所謂インセンティブも各社諸々だが、総務省的には以下二つに分けている。
○端末販売推奨金
・継続利用を前提の端末価格の立て替え払い相当額
○通信販売推奨金
・契約者の獲得と契約継続に関する手数料
・オプションプラン契約などに関する手数料
総務省とモバイルビジネス研究会は、所謂インセンティブの内訳を、端末販売推奨金と通信販売推奨金の二種類があると定義し、分離・明確化を求めた。端末販売推奨金は、高額な端末価格を毎月の基本料金から立て替え、店頭価格を下げることが目的のインセンティブ。通信販売報奨金は、回線やオプションプランなど、通信商品の販売促進を目的としたインセンティブ。これらを明確にすれば、MVNOの交渉で問題となる通信コストもより明確化するという。
実際に各費用の明確化を行い、インセンティブを除いた通信プランを提供した場合、端末価格は3~6万円辺りになると見られている。だが、このままでは端末を購入しづらいので、通信プランとは別の分割支払い方法を提供することは認められている。が、端末価格が通信料金の割引と連動するプラン(ソフトバンクの新スーパーボーナスのように、端末の価格により通信の割引価格が980~2500円辺りで異なるもの。)の見直しは求められている。
■で、どうよ?
ポイントは、端末販売推奨金を料金プランから分離することに拘っていても、通信販売推奨金に関してはとくに言及が無く、代理店の値付けに関しても拘束力が無い点。

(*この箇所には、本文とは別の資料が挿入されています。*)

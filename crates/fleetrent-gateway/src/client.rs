//! HTTP invoice client.
//!
//! Talks to the payment gateway's invoice API. The gateway handles the
//! actual collection of money; we only create invoices and receive status
//! notifications (handled elsewhere, by the webhook reconciler).

use std::time::Duration;

use async_trait::async_trait;
use reqwest::Client;
use tracing::{debug, info, warn};

use fleetrent_types::constants::MIN_INVOICE_AMOUNT;

use crate::error::{GatewayError, GatewayResult};
use crate::types::{CreateInvoiceRequest, GatewayConfig, Invoice, API_KEY_HEADER, INVOICES_PATH};

/// Capability interface for creating payable invoices.
///
/// The production implementation is [`HttpInvoiceGateway`]; tests use
/// [`crate::MockInvoiceGateway`]. Callers must treat a failure as "no
/// invoice exists" and abort the enclosing operation without local side
/// effects.
#[async_trait]
pub trait InvoiceGateway: Send + Sync {
    /// Create a payable invoice.
    ///
    /// `request.external_id` must be derived deterministically from the
    /// rental identity so retries do not create duplicate charges.
    async fn create_invoice(&self, request: CreateInvoiceRequest) -> GatewayResult<Invoice>;
}

/// Client for the gateway's invoice HTTP API.
#[derive(Clone)]
pub struct HttpInvoiceGateway {
    /// HTTP client
    client: Client,
    /// Gateway configuration
    config: GatewayConfig,
}

impl HttpInvoiceGateway {
    /// Create a new gateway client.
    ///
    /// The timeout from the config bounds every request; a hung gateway
    /// surfaces as a `Network` error instead of blocking the caller.
    pub fn new(config: GatewayConfig) -> GatewayResult<Self> {
        let client = Client::builder()
            .timeout(Duration::from_millis(config.timeout_ms))
            .build()
            .map_err(|e| GatewayError::Network(format!("failed to create HTTP client: {}", e)))?;

        Ok(Self {
            client,
            config: GatewayConfig {
                base_url: config.base_url.trim_end_matches('/').to_string(),
                ..config
            },
        })
    }

    /// Get the gateway's base URL.
    pub fn base_url(&self) -> &str {
        &self.config.base_url
    }
}

#[async_trait]
impl InvoiceGateway for HttpInvoiceGateway {
    async fn create_invoice(&self, request: CreateInvoiceRequest) -> GatewayResult<Invoice> {
        if request.amount < MIN_INVOICE_AMOUNT {
            return Err(GatewayError::AmountTooLow {
                amount: request.amount,
                minimum: MIN_INVOICE_AMOUNT,
            });
        }

        let url = format!("{}{}", self.config.base_url, INVOICES_PATH);
        debug!(url = %url, external_id = %request.external_id, "Creating gateway invoice");

        let response = self
            .client
            .post(&url)
            .header(API_KEY_HEADER, &self.config.api_key)
            .json(&request)
            .send()
            .await?;

        if !response.status().is_success() {
            let status = response.status();
            let body = response.text().await.unwrap_or_default();
            warn!(status = %status, "Gateway rejected invoice creation");
            return Err(GatewayError::Rejected {
                status: status.as_u16(),
                message: body,
            });
        }

        let invoice: Invoice = response.json().await.map_err(|e| {
            GatewayError::MalformedResponse {
                reason: format!("failed to parse invoice response: {}", e),
            }
        })?;

        info!(
            invoice_id = %invoice.id,
            external_id = %invoice.external_id,
            amount = invoice.amount,
            "Gateway invoice created"
        );

        Ok(invoice)
    }
}

impl std::fmt::Debug for HttpInvoiceGateway {
    fn fmt(&self, f: &mut std::fmt::Formatter<'_>) -> std::fmt::Result {
        // Never print the api key.
        f.debug_struct("HttpInvoiceGateway")
            .field("base_url", &self.config.base_url)
            .field("timeout_ms", &self.config.timeout_ms)
            .finish()
    }
}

これまでと同様、キャリアはもちろん総務省も小売り価格を拘束できない(笑)ので、量販店や代理店が通信販売推奨金を端末価格の値下げ原資にする事は可能だ。
個人的な予想だが、端末の小売価格は分割販売込みで即2~3万という値付けになるのではなく、分割販売とオプション加入で1万円前後になるのではと見ている。販売構造が明確になるだけで極端な変動はなく、目に見える変化は、端末ラインナップがローエンドに少し傾くぐらいではないだろうか。